The present study investigated the localization and density of somatostatin (SRIF) receptor subtypes (sst1-5) and SRIF–nitric oxide (NO) interactions in the retina of wildtype [WT, (+/+)] and somatostatin deficient mice [SRIF (−/−)]. Immunohistochemistry and radioligand binding studies with subsequent autoradiography were performed. Monoclonal antibodies [SRIF, protein kinase C (rod bipolar cells marker), microtubule associated protein 1A (ganglion cell marker)] and polyclonal antibodies (anti-sst1, sst2A, sst4 receptor) were applied to 10–14 μm sections of retinas fixed in paraformaldehyde. NADPH-diaphorase reactivity was assessed histochemically. [125I]LTT SRIF-28 alone or in the presence of MK678 (sst2 agonist) and [125I]Tyr3-octreotide were employed to quantify sst1-5, sst1/4and sst2/5 receptor densities, respectively. sst1, sst2A, and sst4 receptor immunoreactivities were observed in processes of the inner plexiform layer (IPL), rod bipolar, and in ganglion cells and processes, respectively, in WT and SRIF (−/−) mice.
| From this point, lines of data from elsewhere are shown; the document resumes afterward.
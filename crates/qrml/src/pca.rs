//! Principal component analysis on small local samples.
//!
//! Used by the safe-edge pass of the graph builder, by the local dimension
//! estimator, and to seed the tangent plane at the projection base point.
//! Conventions follow the usual PCA contract: samples are centered, the
//! number of components is `min(#samples, d)`, and components are sorted by
//! decreasing variance.

use nalgebra::{DMatrix, DVector, SymmetricEigen};

/// Variance below this is treated as zero.
const VAR_EPS: f64 = 1e-15;

/// Fitted principal components.
#[derive(Clone, Debug)]
pub struct Pca {
    pub mean: DVector<f64>,
    /// Component variances, descending; length `min(#samples, d)`.
    pub variances: Vec<f64>,
    /// Unit principal axes as columns, same order as `variances`.
    pub axes: DMatrix<f64>,
}

impl Pca {
    /// Fit on `samples` (all of the same dimension). Returns `None` for no samples.
    pub fn fit(samples: &[DVector<f64>]) -> Option<Self> {
        let first = samples.first()?;
        let d = first.len();
        let n = samples.len();
        let mut mean = DVector::zeros(d);
        for s in samples {
            mean += s;
        }
        mean /= n as f64;
        let mut cov = DMatrix::zeros(d, d);
        for s in samples {
            let c = s - &mean;
            cov += &c * c.transpose();
        }
        if n > 1 {
            cov /= (n - 1) as f64;
        }
        let eig = SymmetricEigen::new(cov);
        let mut order: Vec<usize> = (0..d).collect();
        order.sort_by(|&a, &b| {
            eig.eigenvalues[b]
                .partial_cmp(&eig.eigenvalues[a])
                .unwrap_or(std::cmp::Ordering::Equal)
                .then(a.cmp(&b))
        });
        order.truncate(n.min(d));
        let variances = order
            .iter()
            .map(|&i| eig.eigenvalues[i].max(0.0))
            .collect();
        let axes = DMatrix::from_columns(
            &order
                .iter()
                .map(|&i| eig.eigenvectors.column(i).into_owned())
                .collect::<Vec<_>>(),
        );
        Some(Self {
            mean,
            variances,
            axes,
        })
    }

    /// Explained-variance ratios; all zeros when the samples do not spread.
    pub fn explained_variance_ratio(&self) -> Vec<f64> {
        let total: f64 = self.variances.iter().sum();
        if total <= VAR_EPS {
            return vec![0.0; self.variances.len()];
        }
        self.variances.iter().map(|v| v / total).collect()
    }
}

/// Shorthand: explained-variance ratios of `samples` (empty for no samples).
pub fn explained_variance_ratio(samples: &[DVector<f64>]) -> Vec<f64> {
    Pca::fit(samples)
        .map(|p| p.explained_variance_ratio())
        .unwrap_or_default()
}

#[cfg(test)]
mod tests {
    use super::*;
    use nalgebra::dvector;

    #[test]
    fn planar_samples_have_two_components() {
        let samples = vec![
            dvector![1.0, 0.0, 0.0],
            dvector![-1.0, 0.0, 0.0],
            dvector![0.0, 0.5, 0.0],
            dvector![0.0, -0.5, 0.0],
        ];
        let pca = Pca::fit(&samples).unwrap();
        let r = pca.explained_variance_ratio();
        assert_eq!(r.len(), 3);
        assert!((r[0] - 0.8).abs() < 1e-12);
        assert!((r[1] - 0.2).abs() < 1e-12);
        assert!(r[2].abs() < 1e-12);
        // First axis is ±e_x.
        assert!((pca.axes[(0, 0)].abs() - 1.0).abs() < 1e-12);
    }

    #[test]
    fn component_count_is_capped_by_samples() {
        let samples = vec![dvector![0.0, 0.0, 0.0, 0.0], dvector![1.0, 2.0, 3.0, 4.0]];
        let r = explained_variance_ratio(&samples);
        assert_eq!(r.len(), 2);
        assert!((r[0] - 1.0).abs() < 1e-12);
    }

    #[test]
    fn degenerate_samples_give_zero_ratios() {
        let samples = vec![dvector![1.0, 1.0], dvector![1.0, 1.0]];
        assert_eq!(explained_variance_ratio(&samples), vec![0.0, 0.0]);
        assert!(explained_variance_ratio(&[]).is_empty());
    }
}
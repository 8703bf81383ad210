//! Least squares on a sphere: `min ‖A x − y‖²  s.t. ‖x‖ = r`.
//!
//! Stationary points satisfy `(AᵀA − μ I) x = Aᵀy`; the global minimiser has
//! `μ ≤ λ_min(AᵀA)`. In the eigenbasis of `AᵀA` the constraint becomes the
//! secular equation `Σ g̃_i² / (λ_i − μ)² = r²`, monotone on `μ < λ_min`, so
//! plain bisection finds the root. When `g̃` vanishes on the `λ_min`
//! eigenspace and the remaining terms stay below `r²` at `μ = λ_min`
//! (the "hard case"), the missing norm is made up along that eigenspace.

use nalgebra::{DMatrix, DVector, SymmetricEigen};

/// Relative tolerance for eigenvalue ties and vanishing gradient components.
const EIG_REL_EPS: f64 = 1e-12;
/// Bisection steps; the bracket width shrinks by 2^-200.
const BISECT_ITERS: usize = 200;

/// Minimise `‖a x − y‖²` over the sphere of radius `r` (`r >= 0`).
pub fn sphere_lsq(a: &DMatrix<f64>, y: &DVector<f64>, r: f64) -> DVector<f64> {
    let d = a.ncols();
    if r <= 0.0 || d == 0 {
        return DVector::zeros(d);
    }
    let at = a.transpose();
    let eig = SymmetricEigen::new(&at * a);
    let g = &at * y;

    let mut idx: Vec<usize> = (0..d).collect();
    idx.sort_by(|&i, &j| {
        eig.eigenvalues[i]
            .partial_cmp(&eig.eigenvalues[j])
            .unwrap_or(std::cmp::Ordering::Equal)
            .then(i.cmp(&j))
    });
    let lam: Vec<f64> = idx.iter().map(|&i| eig.eigenvalues[i]).collect();
    let vecs: Vec<DVector<f64>> = idx
        .iter()
        .map(|&i| eig.eigenvectors.column(i).into_owned())
        .collect();
    let gt: Vec<f64> = vecs.iter().map(|v| v.dot(&g)).collect();

    let lmin = lam[0];
    let lam_tol = EIG_REL_EPS * lam[d - 1].abs().max(1.0);
    let g_norm = g.norm();
    let g_tol = EIG_REL_EPS * g_norm.max(1.0);
    let bottom = lam.iter().take_while(|&&l| l - lmin <= lam_tol).count();
    let g_bottom = gt[..bottom].iter().map(|v| v * v).sum::<f64>().sqrt();

    let combine = |mu: f64, skip_bottom: bool| {
        let mut x = DVector::zeros(d);
        for i in 0..d {
            if skip_bottom && i < bottom {
                continue;
            }
            x += &vecs[i] * (gt[i] / (lam[i] - mu));
        }
        x
    };

    if g_bottom <= g_tol {
        let partial = combine(lmin, true);
        let s = partial.norm_squared();
        if s <= r * r {
            return partial + &vecs[0] * (r * r - s).sqrt();
        }
    }

    let phi = |mu: f64| -> f64 {
        lam.iter()
            .zip(&gt)
            .map(|(&l, &c)| c * c / ((l - mu) * (l - mu)))
            .sum()
    };
    // phi(lo) <= ‖g‖² / (λ_min − lo)² = r².
    let mut lo = lmin - g_norm / r;
    let mut hi = lmin;
    for _ in 0..BISECT_ITERS {
        let mid = 0.5 * (lo + hi);
        if mid <= lo || mid >= hi {
            break;
        }
        if phi(mid) > r * r {
            hi = mid;
        } else {
            lo = mid;
        }
    }
    let x = combine(lo, false);
    let norm = x.norm();
    if norm > 0.0 {
        x * (r / norm)
    } else {
        &vecs[0] * r
    }
}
Specific [125I]LTT SRIF-28 and [125I]Tyr3-octreotide binding was increased significantly in SRIF (−/−) mice. NADPH-diaphorase staining was localized in photoreceptors and amacrine cells, but not rod bipolar and ganglion cells. Also, NADPH-diaphorase staining was not colocalized with sst1, sst2A or sst4 receptor immunoreactivity. These results demonstrate an upregulation of SRIF receptors in mice lacking SRIF, but no evident SRIF–NO interaction was observed in the mouse retina.